Simple PHP Persistent Storage
For a project I am working on, I had to put together a demo using PHP. One of the aspects of this demo is that it needed a simple persistent storage: it has to keep a count of the number of times a particular URL is passed as an argument, and do something relevant.
Instead of using a MySQL database, I simply used an associative array and serialize() and unserialize().
So my code basically looked something like this:
if (numberOfUrl ($url) == 0) do_something_for_first_request(); else do_something_for_subsequent_requests();
But the function numberOfUrl($url) needs persistent storage – and MySQL would have been overkill.

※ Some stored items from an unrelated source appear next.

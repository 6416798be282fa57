//! In-memory job and report stores.
//!
//! Both stores accept injected faults so tests can exercise the paths where
//! persistence fails at a specific step of the lifecycle.

use std::collections::HashMap;
use std::sync::Arc;

use async_trait::async_trait;
use tokio::sync::Mutex;

use crate::domain::{
    JobId, JobRecord, JobStatus, OutcomeMap, Report, ReportId, StoreError,
};
use crate::ports::{Clock, JobStore, ReportStore, SystemClock};

/// Store operations that can be made to fail.
#[derive(Debug, Clone, Copy, PartialEq, Eq, Hash)]
pub enum StoreOp {
    CreateJob,
    FindJob,
    /// Status update towards the given target.
    UpdateStatus(JobStatus),
    AppendOutcomes,
    CreateReport,
    FindReport,
}

/// Remaining forced failures per operation.
#[derive(Debug, Default)]
struct Faults {
    remaining: HashMap<StoreOp, u32>,
}

impl Faults {
    fn set(&mut self, op: StoreOp, times: u32) {
        if times == 0 {
            self.remaining.remove(&op);
        } else {
            self.remaining.insert(op, times);
        }
    }

    fn check(&mut self, op: StoreOp) -> Result<(), StoreError> {
        let Some(left) = self.remaining.get_mut(&op) else {
            return Ok(());
        };
        if *left != u32::MAX {
            *left -= 1;
        }
        if *left == 0 {
            self.remaining.remove(&op);
        }
        Err(StoreError::Unavailable(format!("injected fault on {op:?}")))
    }
}

#[derive(Default)]
struct JobState {
    jobs: HashMap<JobId, JobRecord>,
    faults: Faults,
}

pub struct InMemoryJobStore {
    state: Mutex<JobState>,
    clock: Arc<dyn Clock>,
}

impl InMemoryJobStore {
    pub fn new(clock: Arc<dyn Clock>) -> Self {
        Self {
            state: Mutex::new(JobState::default()),
            clock,
        }
    }

    /// Make the next `times` calls of `op` fail. `u32::MAX` fails forever,
    /// `0` clears the fault.
    pub async fn fail(&self, op: StoreOp, times: u32) {
        self.state.lock().await.faults.set(op, times);
    }

    pub async fn len(&self) -> usize {
        self.state.lock().await.jobs.len()
    }

    /// Every stored job, oldest first.
    pub async fn all(&self) -> Vec<JobRecord> {
        let mut jobs: Vec<JobRecord> = self.state.lock().await.jobs.values().cloned().collect();
        jobs.sort_by_key(|job| (job.created_at, job.id));
        jobs
    }

    pub async fn is_empty(&self) -> bool {
        self.len().await == 0
    }
}

impl Default for InMemoryJobStore {
    fn default() -> Self {
        Self::new(Arc::new(SystemClock))
    }
}

#[async_trait]
impl JobStore for InMemoryJobStore {
    async fn create(&self, job: JobRecord) -> Result<(), StoreError> {
        let mut state = self.state.lock().await;
        state.faults.check(StoreOp::CreateJob)?;
        if state.jobs.contains_key(&job.id) {
            return Err(StoreError::JobExists(job.id));
        }
        state.jobs.insert(job.id, job);
        Ok(())
    }

    async fn find_by_id(&self, id: JobId) -> Result<Option<JobRecord>, StoreError> {
        let mut state = self.state.lock().await;
        state.faults.check(StoreOp::FindJob)?;
        Ok(state.jobs.get(&id).cloned())
    }

    async fn update_status(&self, id: JobId, status: JobStatus) -> Result<JobRecord, StoreError> {
        let now = self.clock.now();
        let mut state = self.state.lock().await;
        state.faults.check(StoreOp::UpdateStatus(status))?;
        let job = state.jobs.get_mut(&id).ok_or(StoreError::JobNotFound(id))?;
        if status == JobStatus::Completed && !job.outcomes_complete() {
            return Err(StoreError::IncompleteOutcomes(id));
        }
        job.transition(status, now)?;
        Ok(job.clone())
    }

    async fn append_outcomes(&self, id: JobId, outcomes: OutcomeMap) -> Result<(), StoreError> {
        let now = self.clock.now();
        let mut state = self.state.lock().await;
        state.faults.check(StoreOp::AppendOutcomes)?;
        let job = state.jobs.get_mut(&id).ok_or(StoreError::JobNotFound(id))?;
        if job.status.is_terminal() {
            return Err(StoreError::Immutable(id));
        }
        job.outcomes = outcomes;
        job.updated_at = now;
        Ok(())
    }
}

#[derive(Default)]
struct ReportState {
    reports: HashMap<ReportId, Report>,
    by_job: HashMap<JobId, ReportId>,
    faults: Faults,
}

#[derive(Default)]
pub struct InMemoryReportStore {
    state: Mutex<ReportState>,
}

impl InMemoryReportStore {
    pub fn new() -> Self {
        Self::default()
    }

    pub async fn fail(&self, op: StoreOp, times: u32) {
        self.state.lock().await.faults.set(op, times);
    }

    pub async fn len(&self) -> usize {
        self.state.lock().await.reports.len()
    }

    pub async fn is_empty(&self) -> bool {
        self.len().await == 0
    }
}

#[async_trait]
impl ReportStore for InMemoryReportStore {
    async fn create(&self, report: Report) -> Result<(), StoreError> {
        let mut state = self.state.lock().await;
        state.faults.check(StoreOp::CreateReport)?;
        if let Some(existing) = state.by_job.get(&report.job_id) {
            return Err(StoreError::ReportExists {
                job_id: report.job_id,
                report_id: *existing,
            });
        }
        state.by_job.insert(report.job_id, report.id);
        state.reports.insert(report.id, report);
        Ok(())
    }

    async fn find_by_id(&self, id: ReportId) -> Result<Option<Report>, StoreError> {
        let mut state = self.state.lock().await;
        state.faults.check(StoreOp::FindReport)?;
        Ok(state.reports.get(&id).cloned())
    }

    async fn find_by_job_id(&self, job_id: JobId) -> Result<Option<Report>, StoreError> {
        let mut state = self.state.lock().await;
        state.faults.check(StoreOp::FindReport)?;
        Ok(state
            .by_job
            .get(&job_id)
            .and_then(|id| state.reports.get(id))
            .cloned())
    }
}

So I used a simple associative array and serialize() and unserialize() to a file.
/**
* Returns the number of times this URL has been requested
*/
function numberOfUrl ($url) {
// The file name
$arrayFile = "urls.db";
// Read the file, unserialize it to an array
$urlArray = unserialize (file_get_contents($arrayFile));
// If this URL exists in the array, just increment it
if (isset ($urlArray[$url]))
$urlArray[$url]++;
// Otherwise add a new entry and set it to 1
else
$urlArray[$url] = 1;
// Write out the serialized array back to disk
file_put_contents ($arrayFile, serialize($urlArray));
// Return the number of accesses
return $urlArray[$url] - 1;
}
Of course, you will have to implement some form of mutual exclusion or locks to ensure that the whole thing happens as a transaction, especially if this PHP code can be accessed by multiple clients at the same time.